__What is required__.
From the listing below, copy each line that holds "ServiceBuilder".

__Source data__.
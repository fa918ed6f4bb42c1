use crate::{
    account::postgres::PgStore,
    provider::{UserPoolClient, UserPoolConfig},
};
use anyhow::{Context, Result};
use axum::{
    body::Body,
    extract::MatchedPath,
    http::{HeaderName, HeaderValue, Request},
    Extension, Router,
};
use secrecy::{ExposeSecret, SecretString};
use sqlx::postgres::PgPoolOptions;
use std::{sync::Arc, time::Duration};
use tokio::net::TcpListener;
use tower::ServiceBuilder;
use tower_http::{
    request_id::PropagateRequestIdLayer, set_header::SetRequestHeaderLayer, trace::TraceLayer,
};
use tracing::{info, info_span, Span};
use ulid::Ulid;
use utoipa_axum::router::OpenApiRouter;

pub mod envelope;
pub mod error;
pub(crate) mod handlers;
// OpenAPI router wiring and route registration live in openapi.rs.
mod openapi;
pub mod payload;
pub mod session;
pub mod state;

pub use error::ApiError;
pub use openapi::openapi;
pub use state::AppState;

/// Build the API router with all documented routes registered.
#[must_use]
pub fn router() -> OpenApiRouter {
    openapi::api_router()
}

/// The served application: documented routes plus request-id, tracing and
/// state layers.
pub fn app(state: AppState) -> Router {
    let (router, _openapi) = router().split_for_parts();
    router.layer(
        ServiceBuilder::new()
            .layer(SetRequestHeaderLayer::if_not_present(
                HeaderName::from_static("x-request-id"),
                |_req: &_| HeaderValue::from_str(Ulid::new().to_string().as_str()).ok(),
            ))
            .layer(PropagateRequestIdLayer::new(HeaderName::from_static(
                "x-request-id",
            )))
            .layer(TraceLayer::new_for_http().make_span_with(make_span))
            .layer(Extension(Arc::new(state))),
    )
}

/// Start the server
/// # Errors
/// Return error if failed to start the server
pub async fn new(
    port: u16,
    dsn: SecretString,
    provider: UserPoolConfig,
    session_ttl_seconds: i64,
) -> Result<()> {
    // Connect to database
    let pool = PgPoolOptions::new()
        .min_connections(1)
        .max_connections(5)
        .max_lifetime(Duration::from_secs(60 * 2))
        .test_before_acquire(true)
        .connect(dsn.expose_secret())
        .await
        .context("Failed to connect to database")?;

    let store = Arc::new(PgStore::new(pool));
    let provider =
        Arc::new(UserPoolClient::new(provider).context("Failed to build identity provider client")?);

    let state = AppState::new(store.clone(), store, provider, session_ttl_seconds);
    let app = app(state);

    let listener = TcpListener::bind(format!("::0:{port}")).await?;

    info!("Listening on [::]:{}", port);

    axum::serve(listener, app.into_make_service())
        .with_graceful_shutdown(async {
            if let Err(err) = tokio::signal::ctrl_c().await {
                tracing::error!("Failed to listen for shutdown signal: {err}");
            }
            info!("Gracefully shutdown");
        })
        .await?;

    Ok(())
}

fn make_span(request: &Request<Body>) -> Span {
    let request_id = request
        .headers()
        .get("x-request-id")
        .and_then(|val| val.to_str().ok())
        .unwrap_or("none");
    let matched_path = request
        .extensions()
        .get::<MatchedPath>()
        .map_or_else(|| request.uri().path(), MatchedPath::as_str);

    info_span!(
        "http.request",
        http.method = %request.method(),
        http.route = matched_path,
        request_id
    )
}
impl UserPoolClient {
    /// # Errors
    /// Returns an error if the endpoint has no host or the HTTP client cannot be built.
    pub fn new(config: UserPoolConfig) -> Result<Self> {
        let host = config
            .endpoint
            .host_str()
            .ok_or_else(|| anyhow!("Error parsing URL: no host specified"))?;
        let host = match config.endpoint.port() {
            Some(port) => format!("{host}:{port}"),
            None => host.to_string(),
        };

        let http = Client::builder()
            .user_agent(crate::APP_USER_AGENT)
            .timeout(config.timeout)
            .build()?;

        Ok(Self { http, host, config })
    }

    fn secret_hash(&self, username: &str, client_id: &str) -> String {
        secret_hash(
            username,
            client_id,
            self.config.client_secret.expose_secret(),
        )
    }

    /// Send one action. Admin actions (`signed`) carry a SigV4 signature; the
    /// public client actions are authenticated by `SecretHash` or an access
    /// token in the payload instead.
    async fn call<Req, Res>(
        &self,
        operation: Operation,
        action: &str,
        signed: bool,
        payload: &Req,
    ) -> Result<Res, ServiceError>
    where
        Req: Serialize + Sync,
        Res: DeserializeOwned,
    {
        let fail = |message: String| ServiceError::new(operation, None, message);

        let body = serde_json::to_vec(payload).map_err(|e| fail(e.to_string()))?;
        let target = format!("{TARGET_PREFIX}.{action}");

        let mut request = self
            .http
            .post(self.config.endpoint.clone())
            .header(CONTENT_TYPE, CONTENT_TYPE_JSON)
            .header("X-Amz-Target", &target);

        if signed {
            let headers = sigv4::sign(
                &self.config.credentials,
                &sigv4::SignableRequest {
                    region: &self.config.region,
                    service: SERVICE,
                    host: &self.host,
                    content_type: CONTENT_TYPE_JSON,
                    target: &target,
                    body: &body,
                },
                Utc::now(),
            );
            request = request
                .header("X-Amz-Date", headers.amz_date)
                .header("Authorization", headers.authorization);
            if let Some(token) = headers.security_token {
                request = request.header("X-Amz-Security-Token", token);
            }
        }

        let span = info_span!(
            "cognito.request",
            http.method = "POST",
            aws.action = action,
            url = %self.config.endpoint
        );
        let response = request
            .body(body)
            .send()
            .instrument(span)
            .await
            .map_err(|e| fail(e.to_string()))?;

        let status = response.status();
        let bytes = response.bytes().await.map_err(|e| fail(e.to_string()))?;

        if !status.is_success() {
            let (code, message) = error_details(&bytes);
            debug!(action, %status, code = ?code, "user pool rejected request");
            return Err(ServiceError::new(
                operation,
                code,
                message.unwrap_or_else(|| format!("{action} returned {status}")),
            ));
        }

        let body: &[u8] = if bytes.is_empty() {
            b"{}".as_slice()
        } else {
            &bytes[..]
        };
        serde_json::from_slice(body).map_err(|e| fail(format!("invalid {action} response: {e}")))
    }

    async fn initiate_auth(
        &self,
        operation: Operation,
        flow: &str,
        parameters: BTreeMap<&'static str, String>,
    ) -> Result<TokenBundle, ServiceError> {
        let response: InitiateAuthResponse = self
            .call(
                operation,
                "AdminInitiateAuth",
                true,
                &AdminInitiateAuthRequest {
                    auth_flow: flow,
                    auth_parameters: parameters,
                    client_id: &self.config.client_id,
                    user_pool_id: &self.config.pool_id,
                },
            )
            .await?;

        match (response.authentication_result, response.challenge_name) {
            (Some(result), _) => Ok(TokenBundle {
                access_token: result.access_token,
                refresh_token: result.refresh_token,
                id_token: result.id_token,
                expires_in: result.expires_in,
                token_type: result.token_type,
            }),
            (None, Some(challenge)) => Err(ServiceError::new(
                operation,
                Some(challenge.clone()),
                format!("authentication challenge {challenge} is not supported"),
            )),
            (None, None) => Err(ServiceError::new(
                operation,
                None,
                "no authentication result returned",
            )),
        }
    }
}

/// Extract the error type and message from a JSON error body. The type may
/// come namespaced (`com.amazonaws...#UserNotFoundException`).
fn error_details(body: &[u8]) -> (Option<String>, Option<String>) {
    match serde_json::from_slice::<ErrorBody>(body) {
        Ok(parsed) => {
            let code = parsed
                .kind
                .map(|kind| kind.rsplit('#').next().unwrap_or_default().to_string())
                .filter(|kind| !kind.is_empty());
            (code, parsed.message)
        }
        Err(_) => (None, None),
    }
}

fn attribute_list(attributes: &BTreeMap<String, String>) -> Vec<Attribute> {
    attributes
        .iter()
        .map(|(name, value)| Attribute {
            name: name.clone(),
            value: value.clone(),
        })
        .collect()
}

#[derive(Deserialize)]
struct ErrorBody {
    #[serde(rename = "__type")]
    kind: Option<String>,
    #[serde(alias = "Message")]
    message: Option<String>,
}

#[derive(Debug, Serialize, Deserialize)]
#[serde(rename_all = "PascalCase")]
struct Attribute {
    name: String,
    #[serde(default)]
    value: String,
}

#[derive(Serialize)]
#[serde(rename_all = "PascalCase")]
struct SignUpRequest<'a> {
    client_id: &'a str,
    password: &'a str,
    secret_hash: String,
    user_attributes: Vec<Attribute>,
    username: &'a str,
}

#[derive(Deserialize)]
#[serde(rename_all = "PascalCase")]
struct SignUpResponse {
    user_sub: String,
}

#[derive(Serialize)]
#[serde(rename_all = "PascalCase")]
struct AdminUpdateUserAttributesRequest<'a> {
    user_pool_id: &'a str,
    username: &'a str,
    user_attributes: Vec<Attribute>,
}

#[derive(Serialize)]
#[serde(rename_all = "PascalCase")]
struct AdminInitiateAuthRequest<'a> {
    auth_flow: &'a str,
    auth_parameters: BTreeMap<&'static str, String>,
    client_id: &'a str,
    user_pool_id: &'a str,
}

#[derive(Deserialize)]
#[serde(rename_all = "PascalCase")]
struct InitiateAuthResponse {
    authentication_result: Option<AuthenticationResult>,
    challenge_name: Option<String>,
}

#[derive(Deserialize)]
#[serde(rename_all = "PascalCase")]
struct AuthenticationResult {
    access_token: String,
    refresh_token: Option<String>,
    id_token: Option<String>,
    expires_in: i64,
    token_type: String,
}

#[derive(Serialize)]
#[serde(rename_all = "PascalCase")]
struct RevokeTokenRequest<'a> {
    client_id: &'a str,
    client_secret: &'a str,
    token: &'a str,
}

#[derive(Serialize)]
#[serde(rename_all = "PascalCase")]
struct CodeRequest<'a> {
    client_id: &'a str,
    secret_hash: String,
    username: &'a str,
    #[serde(skip_serializing_if = "Option::is_none")]
    confirmation_code: Option<&'a str>,
    #[serde(skip_serializing_if = "Option::is_none")]
    password: Option<&'a str>,
}

#[derive(Serialize)]
#[serde(rename_all = "PascalCase")]
struct ChangePasswordRequest<'a> {
    access_token: &'a str,
    previous_password: &'a str,
    proposed_password: &'a str,
}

__Task result__.
use tower::ServiceBuilder;
        ServiceBuilder::new()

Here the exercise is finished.